Stored items from a collection.
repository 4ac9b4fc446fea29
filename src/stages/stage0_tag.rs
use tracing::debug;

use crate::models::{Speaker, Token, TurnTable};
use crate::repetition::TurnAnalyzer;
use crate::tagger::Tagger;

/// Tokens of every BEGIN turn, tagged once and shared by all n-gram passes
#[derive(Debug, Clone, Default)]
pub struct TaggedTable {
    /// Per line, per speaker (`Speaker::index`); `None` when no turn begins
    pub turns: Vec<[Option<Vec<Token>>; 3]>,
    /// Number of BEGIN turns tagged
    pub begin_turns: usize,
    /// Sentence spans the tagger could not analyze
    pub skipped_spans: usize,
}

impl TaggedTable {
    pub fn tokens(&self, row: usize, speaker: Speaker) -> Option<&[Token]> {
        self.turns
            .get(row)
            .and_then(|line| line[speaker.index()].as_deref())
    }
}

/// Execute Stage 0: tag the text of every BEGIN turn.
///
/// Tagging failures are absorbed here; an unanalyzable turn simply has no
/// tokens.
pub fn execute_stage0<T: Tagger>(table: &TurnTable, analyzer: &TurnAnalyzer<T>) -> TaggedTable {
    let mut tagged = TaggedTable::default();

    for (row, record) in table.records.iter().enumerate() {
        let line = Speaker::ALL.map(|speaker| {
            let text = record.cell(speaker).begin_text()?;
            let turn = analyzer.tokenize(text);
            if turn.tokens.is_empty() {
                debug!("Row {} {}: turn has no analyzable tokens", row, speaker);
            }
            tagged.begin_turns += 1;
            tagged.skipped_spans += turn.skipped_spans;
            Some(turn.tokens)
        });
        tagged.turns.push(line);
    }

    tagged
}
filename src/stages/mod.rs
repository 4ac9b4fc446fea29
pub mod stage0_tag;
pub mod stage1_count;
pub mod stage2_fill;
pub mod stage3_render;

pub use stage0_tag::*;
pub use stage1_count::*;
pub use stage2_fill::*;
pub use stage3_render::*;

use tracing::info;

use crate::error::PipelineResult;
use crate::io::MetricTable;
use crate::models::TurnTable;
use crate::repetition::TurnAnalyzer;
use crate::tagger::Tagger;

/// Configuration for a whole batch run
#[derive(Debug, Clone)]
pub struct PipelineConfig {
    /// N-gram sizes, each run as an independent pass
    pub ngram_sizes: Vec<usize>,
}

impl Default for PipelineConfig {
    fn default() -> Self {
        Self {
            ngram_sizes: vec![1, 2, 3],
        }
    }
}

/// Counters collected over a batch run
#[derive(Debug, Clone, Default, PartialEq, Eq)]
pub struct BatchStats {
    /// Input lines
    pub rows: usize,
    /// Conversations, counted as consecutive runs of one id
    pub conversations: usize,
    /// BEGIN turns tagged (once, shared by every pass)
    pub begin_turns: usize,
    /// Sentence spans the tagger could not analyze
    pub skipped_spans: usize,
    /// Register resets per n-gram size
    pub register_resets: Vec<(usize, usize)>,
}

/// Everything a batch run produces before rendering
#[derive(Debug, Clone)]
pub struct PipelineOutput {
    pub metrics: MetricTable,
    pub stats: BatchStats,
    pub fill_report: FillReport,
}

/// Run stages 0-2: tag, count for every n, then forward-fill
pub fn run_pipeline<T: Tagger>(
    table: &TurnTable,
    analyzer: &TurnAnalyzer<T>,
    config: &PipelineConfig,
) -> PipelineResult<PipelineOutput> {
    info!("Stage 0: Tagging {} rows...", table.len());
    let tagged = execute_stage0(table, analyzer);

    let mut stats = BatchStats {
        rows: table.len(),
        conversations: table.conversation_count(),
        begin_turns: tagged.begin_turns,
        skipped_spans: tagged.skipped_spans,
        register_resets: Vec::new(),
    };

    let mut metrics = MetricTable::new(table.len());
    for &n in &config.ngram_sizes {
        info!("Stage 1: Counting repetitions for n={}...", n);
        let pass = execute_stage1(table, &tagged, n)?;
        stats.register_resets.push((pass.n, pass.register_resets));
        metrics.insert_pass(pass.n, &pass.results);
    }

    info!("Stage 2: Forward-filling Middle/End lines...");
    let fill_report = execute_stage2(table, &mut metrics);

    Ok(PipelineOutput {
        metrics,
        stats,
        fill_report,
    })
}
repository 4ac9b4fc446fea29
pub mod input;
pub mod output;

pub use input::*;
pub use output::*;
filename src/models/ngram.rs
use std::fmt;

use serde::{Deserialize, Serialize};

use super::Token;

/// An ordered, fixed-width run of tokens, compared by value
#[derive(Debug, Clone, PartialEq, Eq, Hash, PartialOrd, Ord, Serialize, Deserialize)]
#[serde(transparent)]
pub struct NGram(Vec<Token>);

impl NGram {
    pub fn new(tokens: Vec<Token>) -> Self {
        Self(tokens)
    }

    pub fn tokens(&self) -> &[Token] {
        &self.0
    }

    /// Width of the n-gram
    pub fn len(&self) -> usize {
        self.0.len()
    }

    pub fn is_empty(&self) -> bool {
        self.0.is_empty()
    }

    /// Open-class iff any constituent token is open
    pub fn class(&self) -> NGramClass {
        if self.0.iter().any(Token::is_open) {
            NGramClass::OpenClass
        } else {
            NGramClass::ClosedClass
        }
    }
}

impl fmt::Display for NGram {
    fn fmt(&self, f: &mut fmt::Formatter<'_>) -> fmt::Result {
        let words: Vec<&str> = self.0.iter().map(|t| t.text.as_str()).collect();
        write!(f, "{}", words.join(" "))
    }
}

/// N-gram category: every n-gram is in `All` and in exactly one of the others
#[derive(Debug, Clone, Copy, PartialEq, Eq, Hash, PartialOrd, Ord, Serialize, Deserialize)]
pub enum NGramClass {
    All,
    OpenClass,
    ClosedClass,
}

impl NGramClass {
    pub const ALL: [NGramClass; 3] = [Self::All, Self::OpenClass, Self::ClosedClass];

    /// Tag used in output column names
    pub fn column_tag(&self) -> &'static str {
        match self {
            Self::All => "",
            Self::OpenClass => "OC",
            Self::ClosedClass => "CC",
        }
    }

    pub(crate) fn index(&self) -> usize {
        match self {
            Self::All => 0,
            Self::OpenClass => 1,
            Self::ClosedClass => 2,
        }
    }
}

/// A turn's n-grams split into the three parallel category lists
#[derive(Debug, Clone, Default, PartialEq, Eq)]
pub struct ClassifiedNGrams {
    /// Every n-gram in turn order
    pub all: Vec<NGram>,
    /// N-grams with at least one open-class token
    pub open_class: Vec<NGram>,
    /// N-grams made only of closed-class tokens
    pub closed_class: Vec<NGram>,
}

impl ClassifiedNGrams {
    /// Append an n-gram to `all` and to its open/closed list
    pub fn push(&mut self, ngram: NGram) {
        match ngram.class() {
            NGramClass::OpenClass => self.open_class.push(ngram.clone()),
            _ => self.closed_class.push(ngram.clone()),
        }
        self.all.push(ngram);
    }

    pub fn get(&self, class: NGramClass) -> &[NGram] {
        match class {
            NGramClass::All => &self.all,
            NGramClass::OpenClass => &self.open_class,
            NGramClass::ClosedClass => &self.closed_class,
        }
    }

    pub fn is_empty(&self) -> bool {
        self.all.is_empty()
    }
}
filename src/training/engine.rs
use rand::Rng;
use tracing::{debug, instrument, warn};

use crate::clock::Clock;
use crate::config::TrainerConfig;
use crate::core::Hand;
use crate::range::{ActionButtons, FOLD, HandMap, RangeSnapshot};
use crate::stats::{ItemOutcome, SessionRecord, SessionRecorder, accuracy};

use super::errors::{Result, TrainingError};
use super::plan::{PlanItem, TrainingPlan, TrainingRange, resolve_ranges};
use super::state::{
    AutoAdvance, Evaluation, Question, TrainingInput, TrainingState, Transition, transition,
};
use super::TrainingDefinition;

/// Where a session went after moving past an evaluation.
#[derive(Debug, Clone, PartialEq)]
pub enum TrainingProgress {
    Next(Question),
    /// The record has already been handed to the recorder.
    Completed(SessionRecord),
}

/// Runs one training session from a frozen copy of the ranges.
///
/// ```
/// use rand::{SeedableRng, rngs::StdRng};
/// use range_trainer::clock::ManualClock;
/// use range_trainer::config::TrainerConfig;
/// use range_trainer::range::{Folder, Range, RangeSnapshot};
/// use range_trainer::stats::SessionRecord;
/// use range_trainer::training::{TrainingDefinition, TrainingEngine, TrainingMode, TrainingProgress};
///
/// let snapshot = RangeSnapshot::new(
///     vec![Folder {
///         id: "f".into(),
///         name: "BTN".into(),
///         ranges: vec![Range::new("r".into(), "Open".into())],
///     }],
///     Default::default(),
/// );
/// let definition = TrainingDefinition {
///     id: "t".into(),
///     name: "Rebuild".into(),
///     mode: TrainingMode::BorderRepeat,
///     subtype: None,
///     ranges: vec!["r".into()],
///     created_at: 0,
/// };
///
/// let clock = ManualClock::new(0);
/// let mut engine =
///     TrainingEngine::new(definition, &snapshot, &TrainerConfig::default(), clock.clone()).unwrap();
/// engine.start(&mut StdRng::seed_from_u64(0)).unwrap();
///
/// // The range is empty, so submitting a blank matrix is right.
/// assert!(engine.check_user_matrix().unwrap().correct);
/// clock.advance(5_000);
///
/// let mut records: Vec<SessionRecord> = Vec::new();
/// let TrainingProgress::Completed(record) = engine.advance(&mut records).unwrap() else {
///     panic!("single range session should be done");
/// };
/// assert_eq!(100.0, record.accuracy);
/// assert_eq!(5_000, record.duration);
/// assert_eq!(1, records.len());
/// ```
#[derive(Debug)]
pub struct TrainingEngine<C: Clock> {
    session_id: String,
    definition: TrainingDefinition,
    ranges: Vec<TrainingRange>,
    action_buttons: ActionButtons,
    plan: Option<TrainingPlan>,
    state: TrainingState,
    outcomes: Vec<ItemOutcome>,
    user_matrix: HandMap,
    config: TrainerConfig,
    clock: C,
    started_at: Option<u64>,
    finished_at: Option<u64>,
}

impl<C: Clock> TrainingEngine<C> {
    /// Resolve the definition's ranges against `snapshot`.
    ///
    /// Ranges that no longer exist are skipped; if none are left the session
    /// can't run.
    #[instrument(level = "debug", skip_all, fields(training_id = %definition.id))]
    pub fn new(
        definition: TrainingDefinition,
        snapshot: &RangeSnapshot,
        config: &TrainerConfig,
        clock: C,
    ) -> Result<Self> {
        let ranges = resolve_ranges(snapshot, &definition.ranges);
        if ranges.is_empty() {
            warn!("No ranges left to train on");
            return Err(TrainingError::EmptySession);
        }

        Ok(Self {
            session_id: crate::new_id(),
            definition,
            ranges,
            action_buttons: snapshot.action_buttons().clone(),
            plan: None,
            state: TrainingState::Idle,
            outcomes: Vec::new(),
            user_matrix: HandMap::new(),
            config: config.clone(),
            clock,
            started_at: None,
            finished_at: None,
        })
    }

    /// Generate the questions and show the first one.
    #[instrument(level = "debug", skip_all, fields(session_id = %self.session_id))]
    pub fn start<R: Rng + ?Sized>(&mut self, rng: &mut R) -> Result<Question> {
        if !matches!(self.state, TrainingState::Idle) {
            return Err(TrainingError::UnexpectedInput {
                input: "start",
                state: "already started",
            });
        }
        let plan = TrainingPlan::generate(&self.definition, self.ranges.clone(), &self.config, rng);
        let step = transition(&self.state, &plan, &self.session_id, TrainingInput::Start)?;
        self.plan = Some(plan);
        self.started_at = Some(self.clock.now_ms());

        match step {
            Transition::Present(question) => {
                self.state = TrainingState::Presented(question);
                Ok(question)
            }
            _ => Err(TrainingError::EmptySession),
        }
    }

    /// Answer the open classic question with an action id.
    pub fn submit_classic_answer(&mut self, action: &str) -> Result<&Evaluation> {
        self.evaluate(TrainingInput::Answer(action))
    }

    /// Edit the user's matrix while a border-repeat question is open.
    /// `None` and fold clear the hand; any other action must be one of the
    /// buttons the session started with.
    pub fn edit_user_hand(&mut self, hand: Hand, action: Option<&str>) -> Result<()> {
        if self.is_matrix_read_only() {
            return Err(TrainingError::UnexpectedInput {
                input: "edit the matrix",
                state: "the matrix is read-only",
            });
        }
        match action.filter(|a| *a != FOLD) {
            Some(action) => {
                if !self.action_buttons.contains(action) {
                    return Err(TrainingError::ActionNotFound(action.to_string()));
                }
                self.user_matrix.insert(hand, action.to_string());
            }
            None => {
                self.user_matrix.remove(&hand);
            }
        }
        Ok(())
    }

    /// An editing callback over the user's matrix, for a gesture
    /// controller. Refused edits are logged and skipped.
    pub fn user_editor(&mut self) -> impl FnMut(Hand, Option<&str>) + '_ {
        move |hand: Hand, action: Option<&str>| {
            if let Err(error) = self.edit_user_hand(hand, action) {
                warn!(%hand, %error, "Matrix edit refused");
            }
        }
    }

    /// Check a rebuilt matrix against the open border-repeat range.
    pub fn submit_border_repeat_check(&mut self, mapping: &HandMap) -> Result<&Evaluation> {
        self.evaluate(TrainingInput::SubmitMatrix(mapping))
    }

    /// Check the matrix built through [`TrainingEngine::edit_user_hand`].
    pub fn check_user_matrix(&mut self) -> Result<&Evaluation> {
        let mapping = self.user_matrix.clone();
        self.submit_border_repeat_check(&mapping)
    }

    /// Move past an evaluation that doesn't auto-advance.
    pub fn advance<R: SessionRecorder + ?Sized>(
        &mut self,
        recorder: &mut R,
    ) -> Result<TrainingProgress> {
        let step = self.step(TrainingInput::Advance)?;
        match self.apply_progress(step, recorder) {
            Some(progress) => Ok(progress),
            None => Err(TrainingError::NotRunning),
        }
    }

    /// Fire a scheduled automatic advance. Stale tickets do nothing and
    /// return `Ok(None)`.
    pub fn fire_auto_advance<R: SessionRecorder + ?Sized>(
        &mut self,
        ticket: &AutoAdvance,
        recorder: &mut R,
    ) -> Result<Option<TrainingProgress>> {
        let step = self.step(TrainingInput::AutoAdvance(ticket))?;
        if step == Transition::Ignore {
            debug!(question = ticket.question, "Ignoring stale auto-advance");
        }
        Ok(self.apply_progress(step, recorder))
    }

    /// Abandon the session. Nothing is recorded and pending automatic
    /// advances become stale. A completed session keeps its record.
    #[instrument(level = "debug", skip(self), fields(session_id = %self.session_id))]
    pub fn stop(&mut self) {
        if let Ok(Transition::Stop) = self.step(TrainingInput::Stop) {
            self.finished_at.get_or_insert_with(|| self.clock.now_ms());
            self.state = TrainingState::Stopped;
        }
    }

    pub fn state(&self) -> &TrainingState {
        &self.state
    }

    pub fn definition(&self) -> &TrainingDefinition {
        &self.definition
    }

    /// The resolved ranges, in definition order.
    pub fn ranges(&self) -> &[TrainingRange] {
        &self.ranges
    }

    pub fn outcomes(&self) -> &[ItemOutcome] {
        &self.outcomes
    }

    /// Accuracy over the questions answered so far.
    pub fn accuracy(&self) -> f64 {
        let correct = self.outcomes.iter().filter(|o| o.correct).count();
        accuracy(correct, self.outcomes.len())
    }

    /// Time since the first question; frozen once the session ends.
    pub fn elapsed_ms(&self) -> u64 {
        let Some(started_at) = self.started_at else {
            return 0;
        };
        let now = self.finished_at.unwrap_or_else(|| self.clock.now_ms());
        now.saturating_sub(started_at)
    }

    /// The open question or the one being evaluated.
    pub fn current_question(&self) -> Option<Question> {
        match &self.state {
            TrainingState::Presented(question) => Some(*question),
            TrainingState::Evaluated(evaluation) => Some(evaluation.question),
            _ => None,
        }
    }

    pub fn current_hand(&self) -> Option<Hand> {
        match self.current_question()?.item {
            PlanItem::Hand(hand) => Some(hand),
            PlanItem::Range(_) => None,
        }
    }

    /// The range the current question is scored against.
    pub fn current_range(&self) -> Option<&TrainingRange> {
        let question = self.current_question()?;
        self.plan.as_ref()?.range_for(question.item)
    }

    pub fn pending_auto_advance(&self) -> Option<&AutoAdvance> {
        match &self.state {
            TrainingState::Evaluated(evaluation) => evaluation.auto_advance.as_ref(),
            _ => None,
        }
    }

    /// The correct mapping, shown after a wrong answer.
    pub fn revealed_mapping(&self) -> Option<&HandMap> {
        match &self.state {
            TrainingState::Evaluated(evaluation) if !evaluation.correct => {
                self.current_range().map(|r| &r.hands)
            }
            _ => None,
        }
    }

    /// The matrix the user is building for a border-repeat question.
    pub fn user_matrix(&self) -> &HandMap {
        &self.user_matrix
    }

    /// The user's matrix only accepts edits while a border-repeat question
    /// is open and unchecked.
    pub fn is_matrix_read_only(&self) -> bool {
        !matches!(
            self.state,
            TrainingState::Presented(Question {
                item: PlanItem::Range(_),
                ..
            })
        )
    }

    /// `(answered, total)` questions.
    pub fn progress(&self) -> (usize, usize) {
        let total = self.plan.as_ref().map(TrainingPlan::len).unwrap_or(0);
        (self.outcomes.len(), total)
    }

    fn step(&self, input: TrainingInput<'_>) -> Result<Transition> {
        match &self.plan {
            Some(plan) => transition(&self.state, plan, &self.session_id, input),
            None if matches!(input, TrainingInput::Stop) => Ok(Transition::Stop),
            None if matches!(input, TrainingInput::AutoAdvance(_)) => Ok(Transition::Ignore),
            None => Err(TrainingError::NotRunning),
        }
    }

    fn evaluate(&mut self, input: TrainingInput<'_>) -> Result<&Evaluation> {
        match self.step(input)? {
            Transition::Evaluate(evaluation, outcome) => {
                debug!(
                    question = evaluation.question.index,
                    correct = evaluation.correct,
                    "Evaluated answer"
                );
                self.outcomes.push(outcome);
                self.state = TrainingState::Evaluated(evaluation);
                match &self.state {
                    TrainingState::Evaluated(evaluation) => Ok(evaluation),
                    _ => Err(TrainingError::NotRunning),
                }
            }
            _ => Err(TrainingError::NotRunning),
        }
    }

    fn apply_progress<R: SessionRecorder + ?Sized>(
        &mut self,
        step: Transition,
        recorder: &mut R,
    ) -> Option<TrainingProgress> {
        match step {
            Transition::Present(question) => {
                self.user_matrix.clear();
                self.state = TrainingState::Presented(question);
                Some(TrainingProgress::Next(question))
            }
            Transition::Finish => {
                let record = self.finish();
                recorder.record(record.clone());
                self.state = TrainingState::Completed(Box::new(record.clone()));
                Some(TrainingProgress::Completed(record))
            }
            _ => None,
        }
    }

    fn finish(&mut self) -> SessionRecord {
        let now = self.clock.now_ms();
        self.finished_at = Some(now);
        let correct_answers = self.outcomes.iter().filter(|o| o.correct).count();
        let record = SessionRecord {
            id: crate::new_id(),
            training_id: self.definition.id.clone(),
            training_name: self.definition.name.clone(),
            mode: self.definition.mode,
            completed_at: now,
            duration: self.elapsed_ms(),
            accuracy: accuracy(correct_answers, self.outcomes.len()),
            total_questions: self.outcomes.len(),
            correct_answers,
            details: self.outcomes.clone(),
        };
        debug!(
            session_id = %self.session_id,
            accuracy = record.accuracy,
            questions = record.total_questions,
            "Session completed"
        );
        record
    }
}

WHAT IS REQUIRED. Copy exactly the lines that run from the first line of the data to the line containing "pub fn tokens(&self, row: usize, speaker: Speaker)", please, with both ends included and nothing else.

WRITTEN ANSWER.
repository 4ac9b4fc446fea29
filename src/stages/stage0_tag.rs
use tracing::debug;

use crate::models::{Speaker, Token, TurnTable};
use crate::repetition::TurnAnalyzer;
use crate::tagger::Tagger;

/// Tokens of every BEGIN turn, tagged once and shared by all n-gram passes
#[derive(Debug, Clone, Default)]
pub struct TaggedTable {
    /// Per line, per speaker (`Speaker::index`); `None` when no turn begins
    pub turns: Vec<[Option<Vec<Token>>; 3]>,
    /// Number of BEGIN turns tagged
    pub begin_turns: usize,
    /// Sentence spans the tagger could not analyze
    pub skipped_spans: usize,
}

impl TaggedTable {
    pub fn tokens(&self, row: usize, speaker: Speaker) -> Option<&[Token]> {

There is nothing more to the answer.